Coinbase has reportedly engaged in advanced discussions to acquire London-based stablecoin infrastructure firm BVNK in a transaction valued at around USD 2 billion. The proposed deal, still subject to due diligence, could be finalised by late 2025 or early next year, according to individuals familiar with the talks cited by MSN and Bloomberg. While no agreement has been signed, Coinbase Ventures, the exchange’s investment arm, is already an investor in BVNK.
Representatives from Coinbase declined to comment directly on the matter, stating that the company does not address market speculation but continues to explore a range of strategic opportunities, including acquisitions and partnerships, to further its business objectives. BVNK officials did not immediately respond to requests for comment.
Regulatory backdrop and market diversification
The possible acquisition comes in the context of growing activity in the stablecoin sector following new US legislation introduced earlier this year that formally regulates the issuance and management of these digital assets. The new framework has prompted established financial firms, including Visa, Mastercard, and several banks, to explore blockchain-based payment systems aimed at improving transaction efficiency and reducing costs.
Coinbase’s interest in BVNK aligns with its ongoing strategy to reduce dependence on trading fees, which have historically accounted for the bulk of its revenue.
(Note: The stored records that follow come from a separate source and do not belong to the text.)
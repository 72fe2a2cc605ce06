//! Access-controlled resume workflow.
//!
//! Every operation takes the resolved caller. A resume id is first checked
//! for existence (`NotFound`), then for ownership (`Forbidden`), so an
//! unknown id never reveals anything about other users' data.
//!
//! Improvements go through `HistoryLedger::record_improvement`, which
//! assigns `max(version) + 1`, appends the snapshot and mirrors it into the
//! resume in one atomic step. The live content therefore always equals the
//! highest version's content once any improvement exists.

use std::sync::Arc;

use tracing::info;
use uuid::Uuid;

use crate::errors::AppError;
use crate::models::resume::{HistoryEntry, Resume};
use crate::models::user::User;
use crate::resumes::improver::ContentImprover;
use crate::store::{HistoryLedger, ResumeStore, UserStore};

/// Single ownership guard used by every resume operation.
pub fn assert_owner(resume: &Resume, actor: &User) -> Result<(), AppError> {
    if resume.user_id == actor.id {
        Ok(())
    } else {
        Err(AppError::Forbidden)
    }
}

fn resume_not_found(id: Uuid) -> AppError {
    AppError::NotFound(format!("Resume {id} not found"))
}

/// Partial update; omitted fields keep their stored values.
#[derive(Debug, Default)]
pub struct ResumeChanges {
    pub title: Option<String>,
    pub content: Option<String>,
}

pub struct ResumeWorkflow {
    users: Arc<dyn UserStore>,
    resumes: Arc<dyn ResumeStore>,
    history: Arc<dyn HistoryLedger>,
    improver: Arc<dyn ContentImprover>,
}

impl ResumeWorkflow {
    pub fn new(
        users: Arc<dyn UserStore>,
        resumes: Arc<dyn ResumeStore>,
        history: Arc<dyn HistoryLedger>,
        improver: Arc<dyn ContentImprover>,
    ) -> Self {
        Self {
            users,
            resumes,
            history,
            improver,
        }
    }

    async fn owned_resume(&self, id: Uuid, actor: &User) -> Result<Resume, AppError> {
        let resume = self
            .resumes
            .get(id)
            .await?
            .ok_or_else(|| resume_not_found(id))?;
        assert_owner(&resume, actor)?;
        Ok(resume)
    }

    pub async fn create_resume(
        &self,
        title: &str,
        content: &str,
        actor: &User,
    ) -> Result<Resume, AppError> {
        let resume = self.resumes.create(actor.id, title, content).await?;
        info!("Created resume {} for user {}", resume.id, actor.id);
        Ok(resume)
    }

    pub async fn list_resumes(&self, actor: &User) -> Result<Vec<Resume>, AppError> {
        // A token may outlive its account.
        let owner = self
            .users
            .find_by_email(&actor.email)
            .await?
            .ok_or_else(|| AppError::NotFound("User not found".to_string()))?;
        Ok(self.resumes.list_by_owner(owner.id).await?)
    }

    pub async fn get_resume(&self, id: Uuid, actor: &User) -> Result<Resume, AppError> {
        self.owned_resume(id, actor).await
    }

    pub async fn update_resume(
        &self,
        id: Uuid,
        changes: ResumeChanges,
        actor: &User,
    ) -> Result<Resume, AppError> {
        self.owned_resume(id, actor).await?;

        let updated = self
            .resumes
            .update(id, changes.title.as_deref(), changes.content.as_deref())
            .await?
            .ok_or_else(|| resume_not_found(id))?;
        info!("Updated resume {id}");
        Ok(updated)
    }

    /// Not idempotent: a second call reports `NotFound`.
    pub async fn delete_resume(&self, id: Uuid, actor: &User) -> Result<(), AppError> {
        self.owned_resume(id, actor).await?;
        self.resumes
            .delete(id)
            .await?
            .ok_or_else(|| resume_not_found(id))?;
        info!("Deleted resume {id}");
        Ok(())
    }

    pub async fn improve_resume(
        &self,
        id: Uuid,
        new_content: &str,
        actor: &User,
    ) -> Result<HistoryEntry, AppError> {
        self.owned_resume(id, actor).await?;

        let improved = self.improver.improve(new_content);
        let entry = self
            .history
            .record_improvement(id, &improved)
            .await?
            .ok_or_else(|| resume_not_found(id))?;

        info!("Recorded version {} for resume {id}", entry.version);
        Ok(entry)
    }

    /// Entries in ascending version order; empty if never improved.
    pub async fn get_resume_history(
        &self,
        id: Uuid,
        actor: &User,
    ) -> Result<Vec<HistoryEntry>, AppError> {
        self.owned_resume(id, actor).await?;
        let mut entries = self.history.list(id).await?;
        entries.sort_by_key(|e| e.version);
        Ok(entries)
    }
}
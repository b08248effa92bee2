//! Local mirror of a remote launch catalog.
//!
//! [`sync`] pages launches from a [`source::RemoteSource`] into the SQLite
//! store in [`db`], checkpointing after every page. [`query`] answers
//! filtered, paginated reads over the same store.

pub mod config;
pub mod db;
pub mod models;
pub mod query;
pub mod source;
pub mod sync;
According to its most recent quarterly report, roughly one-fifth of Coinbase’s income came from stablecoins in the third quarter.
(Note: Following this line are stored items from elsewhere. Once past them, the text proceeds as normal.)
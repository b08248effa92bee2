use std::time::Duration;

use tokio_util::sync::CancellationToken;
use tracing::{error, info, warn};
use uuid::Uuid;

use super::clock::Clock;
use super::reconcile::{map_to_record, Classification, MappingError, Reconciler};
use crate::db::{LaunchRepository, SyncRunRepository};
use crate::models::{Launch, SyncRun, SyncStatus, SyncType};
use crate::source::{FetchParams, Page, RemoteSource, SourceError, MAX_PAGE_SIZE};

/// Tuning for the fetch loop.
#[derive(Debug, Clone)]
pub struct SyncSettings {
    pub page_size: u32,
    /// Pause between successful page fetches.
    pub request_delay: Duration,
    /// How far back an incremental run looks for changes.
    pub lookback: chrono::Duration,
    /// Retries per page, shared by throttles and transient failures.
    pub max_retries: u32,
    /// Cool-down for a throttle that gives no hint.
    pub default_cooldown: Duration,
    /// Base of the exponential backoff for transient failures.
    pub retry_backoff: Duration,
    /// How long a run stays claimed without a checkpoint or pause renewing it.
    pub lease_ttl: chrono::Duration,
}

impl Default for SyncSettings {
    fn default() -> Self {
        Self {
            page_size: MAX_PAGE_SIZE,
            request_delay: Duration::from_secs(1),
            lookback: chrono::Duration::hours(24),
            max_retries: 5,
            default_cooldown: Duration::from_secs(60),
            retry_backoff: Duration::from_secs(2),
            lease_ttl: chrono::Duration::minutes(5),
        }
    }
}

#[derive(Debug)]
pub enum SyncError {
    /// Another run holds the writer slot.
    RunInProgress { sync_type: SyncType, run_id: Uuid },
    Source(SourceError),
    RetriesExhausted { attempts: u32, last: SourceError },
    Store(sqlx::Error),
    Mapping(MappingError),
    /// Stopped by the cancellation token; the run stays resumable.
    Cancelled,
    /// Another process took the run over after this one's lease lapsed.
    LeaseLost { run_id: Uuid },
}

impl std::fmt::Display for SyncError {
    fn fmt(&self, f: &mut std::fmt::Formatter<'_>) -> std::fmt::Result {
        match self {
            SyncError::RunInProgress { sync_type, run_id } => {
                write!(f, "A {} sync run ({}) is already running", sync_type, run_id)
            }
            SyncError::Source(e) => write!(f, "{}", e),
            SyncError::RetriesExhausted { attempts, last } => {
                write!(f, "Gave up after {} attempts: {}", attempts, last)
            }
            SyncError::Store(e) => write!(f, "Database error: {}", e),
            SyncError::Mapping(e) => write!(f, "{}", e),
            SyncError::Cancelled => write!(f, "Sync cancelled"),
            SyncError::LeaseLost { run_id } => {
                write!(f, "Sync run {} was taken over by another process", run_id)
            }
        }
    }
}

impl std::error::Error for SyncError {
    fn source(&self) -> Option<&(dyn std::error::Error + 'static)> {
        match self {
            SyncError::Source(e) => Some(e),
            SyncError::RetriesExhausted { last, .. } => Some(last),
            SyncError::Store(e) => Some(e),
            SyncError::Mapping(e) => Some(e),
            SyncError::RunInProgress { .. }
            | SyncError::Cancelled
            | SyncError::LeaseLost { .. } => None,
        }
    }
}

impl From<sqlx::Error> for SyncError {
    fn from(e: sqlx::Error) -> Self {
        SyncError::Store(e)
    }
}

impl From<SourceError> for SyncError {
    fn from(e: SourceError) -> Self {
        SyncError::Source(e)
    }
}

impl From<MappingError> for SyncError {
    fn from(e: MappingError) -> Self {
        SyncError::Mapping(e)
    }
}

/// Result of refreshing one launch outside a run.
#[derive(Debug, Clone, PartialEq)]
pub enum RefreshOutcome {
    Reconciled {
        launch: Launch,
        classification: Classification,
    },
    NotFound,
}

/// Drives full loads and incremental syncs.
///
/// Runs are strictly sequential: each page is fetched, reconciled and
/// checkpointed before the next request goes out. Only one run may be
/// `running` at a time across the whole store, and only the orchestrator
/// holding its lease may drive it.
pub struct SyncOrchestrator<S, C> {
    /// Lease holder id for runs this orchestrator drives.
    owner: Uuid,
    source: S,
    clock: C,
    runs: SyncRunRepository,
    reconciler: Reconciler,
    settings: SyncSettings,
    cancel: CancellationToken,
}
BVNK, founded in 2021, provides infrastructure that enables merchants to accept digital payments, including stablecoins. The firm has raised about USD 90 million from investors, including Citi Ventures, Haun Ventures, and Visa. If the acquisition proceeds, BVNK’s technology could complement Coinbase’s recently launched platform for businesses, potentially enhancing its efforts to integrate stablecoins into everyday financial operations and digital payments.